How does the model deployment process work? 

Regardless of the model deployment strategy, the process of deploying a model has two prerequisites: the inference code and the model artifacts. After a training job has completed, your model artifacts will be available in an Amazon S3 bucket. Concerning the inference code, if you are using a built-in SageMaker algorithm, this is already handled for you, and you don’t need to worry about writing any custom code. However, if you have built your own algorithm, you either need to supply your inference script or your own model container image. In all scenarios, the model will be deployed in a SageMaker container that will have both the model artifacts and the inference logic. With this process in mind, let’s now explore the different options for deploying models.
Model Deployment Simplified
Model Deployment Simplified

(1) Starting Simple: One Model, One Container

This foundational deployment strategy involves packaging a single machine learning model within its own dedicated container and serving it via a real-time endpoint. It offers simplicity in setup and management, making it an excellent starting point for deploying individual models and understanding the basic inference process on Amazon SageMaker. This strategy is suitable for experimentation and testing or if you are working on a simple ML use case, and it is the easiest and the fastest configuration to spin up 

(2) Multiple Production Variants

In practice, you will frequently need to experiment with different model versions and potentially split the traffic between them. In SageMaker, this process can be streamlined by adding multiple production variants for a single endpoint, each variant hosting its own model. Using production variants, you have the flexibility in deciding how to split the traffic between multiple models and the possibility to invoke a target variant by specifying the TargetVariant header. Furthermore, each production variant has its own separate autoscaling policy which means you can host models with different resource requirements. 
You should use the concept of multiple production variants for A/B testing and traffic splitting between different models and model versions with the flexibility of defining separate auto-scaling policies for each variant. 

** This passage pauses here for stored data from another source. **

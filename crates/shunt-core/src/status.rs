use serde::{Deserialize, Serialize};
use std::fmt;

// ---------------------------------------------------------------------------
// RowStatus
// ---------------------------------------------------------------------------

/// Overall status of a project row. A blank cell means the row is still in
/// the backlog. Values are normalized (trim + uppercase) when parsed;
/// anything unrecognized is carried through as `Unknown` rather than being
/// silently treated as blank.
#[derive(Debug, Clone, PartialEq, Eq, Serialize, Deserialize)]
pub enum RowStatus {
    Backlog,
    Ready,
    Running,
    Blocked,
    Done,
    Unknown(String),
}

impl RowStatus {
    pub fn parse(raw: &str) -> Self {
        match raw.trim().to_ascii_uppercase().as_str() {
            "" => RowStatus::Backlog,
            "READY" => RowStatus::Ready,
            "RUNNING" => RowStatus::Running,
            "BLOCKED" => RowStatus::Blocked,
            "DONE" => RowStatus::Done,
            other => RowStatus::Unknown(other.to_string()),
        }
    }

    pub fn as_str(&self) -> &str {
        match self {
            RowStatus::Backlog => "",
            RowStatus::Ready => "READY",
            RowStatus::Running => "RUNNING",
            RowStatus::Blocked => "BLOCKED",
            RowStatus::Done => "DONE",
            RowStatus::Unknown(s) => s,
        }
    }
}

impl fmt::Display for RowStatus {
    fn fmt(&self, f: &mut fmt::Formatter<'_>) -> fmt::Result {
        f.write_str(self.as_str())
    }
}

// ---------------------------------------------------------------------------
// Permission
// ---------------------------------------------------------------------------

/// Secondary gate layered on the row status. Only `Go` grants a run; a blank
/// cell is not a grant.
#[derive(Debug, Clone, PartialEq, Eq, Serialize, Deserialize)]
pub enum Permission {
    Blank,
    Go,
    Pause,
    Unknown(String),
}

impl Permission {
    pub fn parse(raw: &str) -> Self {
        match raw.trim().to_ascii_uppercase().as_str() {
            "" => Permission::Blank,
            "GO" => Permission::Go,
            "PAUSE" => Permission::Pause,
            other => Permission::Unknown(other.to_string()),
        }
    }

    pub fn as_str(&self) -> &str {
        match self {
            Permission::Blank => "",
            Permission::Go => "GO",
            Permission::Pause => "PAUSE",
            Permission::Unknown(s) => s,
        }
    }
}

impl fmt::Display for Permission {
    fn fmt(&self, f: &mut fmt::Formatter<'_>) -> fmt::Result {
        f.write_str(self.as_str())
    }
}

// ---------------------------------------------------------------------------
// TaskStatus
// ---------------------------------------------------------------------------

/// Per-task status within a row. Executors write `DONE` or `BLOCKED` into
/// the task's column; the pipeline writes `RUNNING` and `BLOCKED`.
#[derive(Debug, Clone, PartialEq, Eq, Serialize, Deserialize)]
pub enum TaskStatus {
    Blank,
    Ready,
    Running,
    Done,
    Blocked,
    Unknown(String),
}

impl TaskStatus {
    pub fn parse(raw: &str) -> Self {
        match raw.trim().to_ascii_uppercase().as_str() {
            "" => TaskStatus::Blank,
            "READY" => TaskStatus::Ready,
            "RUNNING" => TaskStatus::Running,
            "DONE" => TaskStatus::Done,
            "BLOCKED" => TaskStatus::Blocked,
            other => TaskStatus::Unknown(other.to_string()),
        }
    }

    pub fn as_str(&self) -> &str {
        match self {
            TaskStatus::Blank => "",
            TaskStatus::Ready => "READY",
            TaskStatus::Running => "RUNNING",
            TaskStatus::Done => "DONE",
            TaskStatus::Blocked => "BLOCKED",
            TaskStatus::Unknown(s) => s,
        }
    }
}

impl fmt::Display for TaskStatus {
    fn fmt(&self, f: &mut fmt::Formatter<'_>) -> fmt::Result {
        f.write_str(self.as_str())
    }
}

// ---------------------------------------------------------------------------
// Tests
// ---------------------------------------------------------------------------

#[cfg(test)]
mod tests {
    use super::*;

    #[test]
    fn row_status_normalizes_case_and_whitespace() {
        assert_eq!(RowStatus::parse("  done "), RowStatus::Done);
        assert_eq!(RowStatus::parse("Ready"), RowStatus::Ready);
        assert_eq!(RowStatus::parse("RUNNING"), RowStatus::Running);
        assert_eq!(RowStatus::parse(""), RowStatus::Backlog);
        assert_eq!(RowStatus::parse("   "), RowStatus::Backlog);
    }

    #[test]
    fn unrecognized_values_become_unknown() {
        assert_eq!(
            RowStatus::parse("shipped"),
            RowStatus::Unknown("SHIPPED".to_string())
        );
        assert_eq!(
            Permission::parse("maybe"),
            Permission::Unknown("MAYBE".to_string())
        );
        assert_eq!(
            TaskStatus::parse("wip"),
            TaskStatus::Unknown("WIP".to_string())
        );
    }

    #[test]
    fn permission_blank_is_not_go() {
        assert_eq!(Permission::parse(""), Permission::Blank);
        assert_ne!(Permission::parse(""), Permission::Go);
        assert_eq!(Permission::parse("go"), Permission::Go);
        assert_eq!(Permission::parse(" PAUSE "), Permission::Pause);
    }

    #[test]
    fn task_status_roundtrip() {
        for status in [
            TaskStatus::Blank,
            TaskStatus::Ready,
            TaskStatus::Running,
            TaskStatus::Done,
            TaskStatus::Blocked,
        ] {
            assert_eq!(TaskStatus::parse(status.as_str()), status);
        }
    }
}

(3) Inference Pipeline Models

Machine learning models typically require the input data in a certain format and can produce the output in a format that might not be directly suitable for your end users or backend application. Therefore, another frequently encountered scenario is the need to execute some pre- and postprocessing steps for the model inputs and outputs. These steps can be encapsulated and executed in separate containers that are linked together to form an inference pipeline model.  In an inference pipeline model, you can define a series of at least 2 and up to 15 containers that are executed in a certain order to produce the desired output, offering you the possibility to handle a complex inference logic. 
The steps you include as containers in an inference pipeline model can either be processing scripts for the model inputs and outputs, or you can even use a combination of built-in and custom algorithms, all executed in a sequence. For each inference request, the output of the first container becomes the input for the second container, and so on. The limitation in this case is that you cannot invoke the containers separately, you can only control the order in which the containers are executed and the payload you provide to the first container in the series.

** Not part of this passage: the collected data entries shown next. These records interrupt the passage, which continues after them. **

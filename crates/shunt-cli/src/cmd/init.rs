use anyhow::Context;
use shunt_core::config::Config;
use shunt_core::table::{NOTES_COL, PERMISSION_COL, PROJECT_COL, ROW_STATUS_COL};
use shunt_core::{io, paths};
use std::path::Path;

const STARTER_CONFIG: &str = r#"# shunt configuration
#
# The table is the source of truth: one row per project, one status column
# per task below, plus an optional <task>_completed_at column for timestamps.
table: releases.csv

# Seconds between timer-triggered pipeline checks.
timer_interval_seconds: 300

# Ordered pipeline stages. Each entry needs a matching column in the table.
# Example:
#   - name: build
#     command: ./scripts/build.sh
#     timeout_seconds: 1800
tasks: []

# Optional approval channel (Telegram bot). Without it the daemon runs
# timer-only and approvals happen by editing the table.
# channel:
#   bot_token: "123456:ABC-your-token"
#   chat_id: 123456789
"#;

pub fn run(root: &Path) -> anyhow::Result<()> {
    println!("Initializing shunt in: {}", root.display());

    io::ensure_dir(&paths::shunt_dir(root))
        .with_context(|| format!("failed to create {}", paths::shunt_dir(root).display()))?;
    io::ensure_dir(&paths::artifacts_dir(root))?;

    let config_path = paths::config_path(root);
    if !config_path.exists() {
        io::atomic_write(&config_path, STARTER_CONFIG.as_bytes())
            .context("failed to write config.yaml")?;
        println!("  created: {}", paths::CONFIG_FILE);
    } else {
        println!("  exists:  {}", paths::CONFIG_FILE);
    }

    // The table lives wherever the (possibly pre-existing) config points.
    let config = Config::load(root).context("failed to load config.yaml")?;
    let table_path = config.table_path(root);
    if !table_path.exists() {
        let mut header: Vec<&str> = vec![PROJECT_COL, ROW_STATUS_COL, PERMISSION_COL, NOTES_COL];
        let task_columns: Vec<String> = config.tasks.iter().map(|t| t.name.clone()).collect();
        header.extend(task_columns.iter().map(String::as_str));
        io::atomic_write(&table_path, format!("{}\n", header.join(",")).as_bytes())
            .context("failed to write table")?;
        println!("  created: {}", config.table.display());
    } else {
        println!("  exists:  {}", config.table.display());
    }

    println!("\nshunt initialized.");
    println!("Next: define tasks in {} and run: shunt up", paths::CONFIG_FILE);
    Ok(())
}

(4) Maximize resource efficiency: Multiple models, One Container

For some ML use cases, you may need to work with multiple models and have the possibility to execute them separately (not in a sequence). If your models are built using the same underlying framework, you can maximize the resource efficiency by adding multiple models on a single container. Then, using your custom application business logic, you can control how the models are invoked via the inference endpoint. 
This strategy is suitable if you are working with multiple models built using the same ML framework that are used infrequently and do not require separate autoscaling policies (since the models share the same container and underlying compute resources, they will be scaled together, as a single unit).

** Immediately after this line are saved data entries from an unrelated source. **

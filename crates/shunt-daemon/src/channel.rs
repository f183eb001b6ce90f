//! The human approval channel: Bot-API long polling in, notifications out.
//!
//! Delivery is at-least-once: the offset is persisted only after a batch is
//! processed, so a crash in between can replay a command on restart.
//! Promotion is idempotent, which makes a duplicate YES harmless.

use std::path::{Path, PathBuf};
use std::sync::Arc;

use async_trait::async_trait;
use serde::Deserialize;

use shunt_core::config::{ChannelConfig, Config};
use shunt_core::io::atomic_write;
use shunt_core::pipeline::Notify;
use shunt_core::table::{Table, PROJECT_COL};
use shunt_core::{lifecycle, paths, Result, ShuntError};

use crate::scheduler::Scheduler;

// ---------------------------------------------------------------------------
// Command grammar
// ---------------------------------------------------------------------------

#[derive(Debug, Clone, Copy, PartialEq, Eq)]
pub enum Command {
    /// "YES" — promote the next row and request a run.
    Approve,
    /// "NO" — acknowledge, change nothing.
    Hold,
}

/// Case-insensitive match on the message's leading token. Anything else is
/// not a command and is ignored by this channel.
pub fn parse_command(text: &str) -> Option<Command> {
    match text.split_whitespace().next()?.to_ascii_uppercase().as_str() {
        "YES" => Some(Command::Approve),
        "NO" => Some(Command::Hold),
        _ => None,
    }
}

// ---------------------------------------------------------------------------
// Wire types
// ---------------------------------------------------------------------------

#[derive(Debug, Deserialize)]
struct ApiResponse<T> {
    ok: bool,
    result: Option<T>,
    description: Option<String>,
}

#[derive(Debug, Clone, Deserialize)]
pub struct Update {
    pub update_id: i64,
    pub message: Option<Message>,
}

#[derive(Debug, Clone, Deserialize)]
pub struct Message {
    pub text: Option<String>,
}

// ---------------------------------------------------------------------------
// CommandChannel
// ---------------------------------------------------------------------------

pub struct CommandChannel {
    client: reqwest::Client,
    api_base: String,
    bot_token: String,
    chat_id: i64,
    offset_path: PathBuf,
    poll_wait_seconds: u64,
    poll_idle_seconds: u64,
}

impl CommandChannel {
    pub fn new(config: &ChannelConfig, root: &Path) -> Result<Self> {
        let client = reqwest::Client::builder()
            // Long poll wait plus headroom for the round trip.
            .timeout(std::time::Duration::from_secs(config.poll_wait_seconds + 10))
            .build()
            .map_err(|e| ShuntError::Channel(e.to_string()))?;
        Ok(Self {
            client,
            api_base: config.api_base.trim_end_matches('/').to_string(),
            bot_token: config.bot_token.clone(),
            chat_id: config.chat_id,
            offset_path: paths::offset_path(root),
            poll_wait_seconds: config.poll_wait_seconds,
            poll_idle_seconds: config.poll_idle_seconds,
        })
    }

    fn api_url(&self, method: &str) -> String {
        format!("{}/bot{}/{}", self.api_base, self.bot_token, method)
    }

    /// Long-poll for message updates at the given offset.
    pub async fn get_updates(&self, offset: i64) -> Result<Vec<Update>> {
        let response = self
            .client
            .get(self.api_url("getUpdates"))
            .query(&[
                ("offset", offset.to_string()),
                ("timeout", self.poll_wait_seconds.to_string()),
                ("allowed_updates", "[\"message\"]".to_string()),
            ])
            .send()
            .await
            .map_err(|e| ShuntError::Channel(format!("getUpdates failed: {e}")))?;

        let body: ApiResponse<Vec<Update>> = response
            .json()
            .await
            .map_err(|e| ShuntError::Channel(format!("invalid getUpdates response: {e}")))?;
        if !body.ok {
            return Err(ShuntError::Channel(format!(
                "getUpdates rejected: {}",
                body.description.unwrap_or_default()
            )));
        }
        Ok(body.result.unwrap_or_default())
    }

    /// Send a text message to the configured chat.
    pub async fn send_message(&self, text: &str) -> Result<()> {
        let body = serde_json::json!({
            "chat_id": self.chat_id,
            "text": text,
        });
        let response = self
            .client
            .post(self.api_url("sendMessage"))
            .json(&body)
            .send()
            .await
            .map_err(|e| ShuntError::Channel(format!("sendMessage failed: {e}")))?;

        let result: ApiResponse<serde_json::Value> = response
            .json()
            .await
            .map_err(|e| ShuntError::Channel(format!("invalid sendMessage response: {e}")))?;
        if !result.ok {
            return Err(ShuntError::Channel(format!(
                "sendMessage rejected: {}",
                result.description.unwrap_or_default()
            )));
        }
        Ok(())
    }

    // -----------------------------------------------------------------------
    // Offset persistence
    // -----------------------------------------------------------------------

    /// Last persisted offset; 0 when the file is missing or unreadable.
    pub fn load_offset(&self) -> i64 {
        std::fs::read_to_string(&self.offset_path)
            .ok()
            .and_then(|s| s.trim().parse().ok())
            .unwrap_or(0)
    }

    pub fn store_offset(&self, offset: i64) -> Result<()> {
        atomic_write(&self.offset_path, format!("{offset}\n").as_bytes())
    }
}

// ---------------------------------------------------------------------------
// ChannelNotify
// ---------------------------------------------------------------------------

/// Fire-and-forget notifier backed by the command channel. Transport
/// failures are logged and swallowed; they never block pipeline progress.
pub struct ChannelNotify(pub Arc<CommandChannel>);

#[async_trait]
impl Notify for ChannelNotify {
    async fn notify(&self, text: &str) {
        if let Err(e) = self.0.send_message(text).await {
            tracing::warn!("notification dropped: {e}");
        }
    }
}

// ---------------------------------------------------------------------------
// Inbound loop
// ---------------------------------------------------------------------------

/// Approve the next row: run promotion and persist the table. A duplicate
/// approval short-circuits on the already-granted row and changes nothing.
pub fn approve(root: &Path, config: &Config) -> Result<Option<String>> {
    let table_path = config.table_path(root);
    let mut table = Table::load(&table_path)?;
    match lifecycle::promote(&mut table)? {
        Some(row) => {
            let project = table.get(row, PROJECT_COL).to_string();
            table.save(&table_path)?;
            tracing::info!(%project, "approval granted, row promoted");
            Ok(Some(project))
        }
        None => {
            tracing::info!("approval received but no row is eligible");
            Ok(None)
        }
    }
}

async fn handle_update(
    update: &Update,
    channel: &CommandChannel,
    scheduler: &Scheduler,
    root: &Path,
    config: &Config,
) -> anyhow::Result<()> {
    let Some(text) = update.message.as_ref().and_then(|m| m.text.as_deref()) else {
        return Ok(());
    };
    match parse_command(text) {
        Some(Command::Approve) => {
            approve(root, config)?;
            scheduler.request_run("approval").await;
        }
        Some(Command::Hold) => {
            if let Err(e) = channel
                .send_message("Holding. Reply YES when ready to continue.")
                .await
            {
                tracing::warn!("acknowledgement dropped: {e}");
            }
        }
        None => tracing::debug!(update_id = update.update_id, "ignoring non-command message"),
    }
    Ok(())
}

/// Poll for commands until shutdown. Transport errors are retried on the
/// normal cadence; only infrastructure failures (table/offset unwritable)
/// propagate and stop the daemon.
pub async fn poll_loop(
    channel: Arc<CommandChannel>,
    scheduler: Arc<Scheduler>,
    root: PathBuf,
    config: Config,
) -> anyhow::Result<()> {
    let idle = std::time::Duration::from_secs(channel.poll_idle_seconds.max(1));
    let mut offset = channel.load_offset();
    tracing::info!(offset, "command channel polling started");
    loop {
        let updates = match channel.get_updates(offset).await {
            Ok(updates) => updates,
            Err(e) => {
                tracing::warn!("command channel unreachable: {e}");
                tokio::time::sleep(idle).await;
                continue;
            }
        };
        if updates.is_empty() {
            tokio::time::sleep(idle).await;
            continue;
        }
        let max_id = updates.iter().map(|u| u.update_id).max().unwrap_or(offset);
        for update in &updates {
            handle_update(update, &channel, &scheduler, &root, &config).await?;
        }
        // Persisted only after the whole batch is processed.
        offset = max_id + 1;
        channel.store_offset(offset)?;
    }
}

// ---------------------------------------------------------------------------
// Tests
// ---------------------------------------------------------------------------
pub mod config;
pub mod error;
pub mod executor;
pub mod io;
pub mod lifecycle;
pub mod paths;
pub mod pipeline;
pub mod status;
pub mod table;

pub use error::{Result, ShuntError};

(5) Multi-container models with direct invocation

If you are working with multiple models that do not share the same framework, but have similar resource requirements, you can deploy them in a multi-container endpoint with direct invocation. This means that each container from the endpoint can be invoked separately when making a request to the SageMaker endpoint using a special header, TargetContainerHostname. 
If your models have the same resource requirements, it is definitely easier and more cost effective to have a single endpoint serve multiple models, even if they were built using different frameworks. However, the limitation is that the models cannot be scaled separately as the containers will be copied on each EC2 instance that serves the endpoint. In terms of infrastructure, this approach is very similar to the inference pipeline concept, the main difference being that in this situation you have more control and can invoke each container separately.

(6) Queue requests with Asynchronous Inference

If your payload size is higher than 4 MB, and you still require near real-time latency, you can use asynchronous inference. With asynchronous inference, you can handle payloads of up to 1 GB and long processing times of up to one hour. Furthermore, you have the possibility to scale down your endpoint to 0 when there are no requests to process. The process of creating an asynchronous inference endpoint is similar to real-time, the main difference being that the input data would typically come from an S3 bucket location that you need to specify when invoking the endpoint. Furthermore, you can optionally choose to receive error or success notifications by adding Amazon SNS topics in the endpoint configuration.  

(7) Batch Transform: High-throughput Offline Inference

When low-latency real-time inference is not a strict requirement and you need to process large datasets for tasks like generating predictions in bulk, SageMaker Batch Transform offers a cost-effective and scalable solution. This feature allows you to run inference jobs on entire datasets stored in Amazon S3, delivering high throughput for offline prediction tasks. You can trigger such a Batch Transform Job on a schedule (daily, hourly, weekly) using an Amazon EventBridge rule, using an Amazon S3 notification event, when a new dataset is uploaded or as part of a workflow using Amazon SageMaker Pipelines or AWS Step Functions

(8) Going serverless

The serverless inference option on Amazon SageMaker provides a highly scalable and cost-efficient way to deploy models without managing underlying infrastructure. This deployment strategy is easy to set up and is particularly suitable in scenarios where you have unpredictable traffic spikes followed by periods with no traffic. To avoid cold starts after a period with no traffic, you can configure provisioned concurrency for your serverless endpoint. 
A limitation you may encounter with serverless inference is the number of concurrent invocations the endpoint can handle, which can be set to a maximum of 200 per endpoint. 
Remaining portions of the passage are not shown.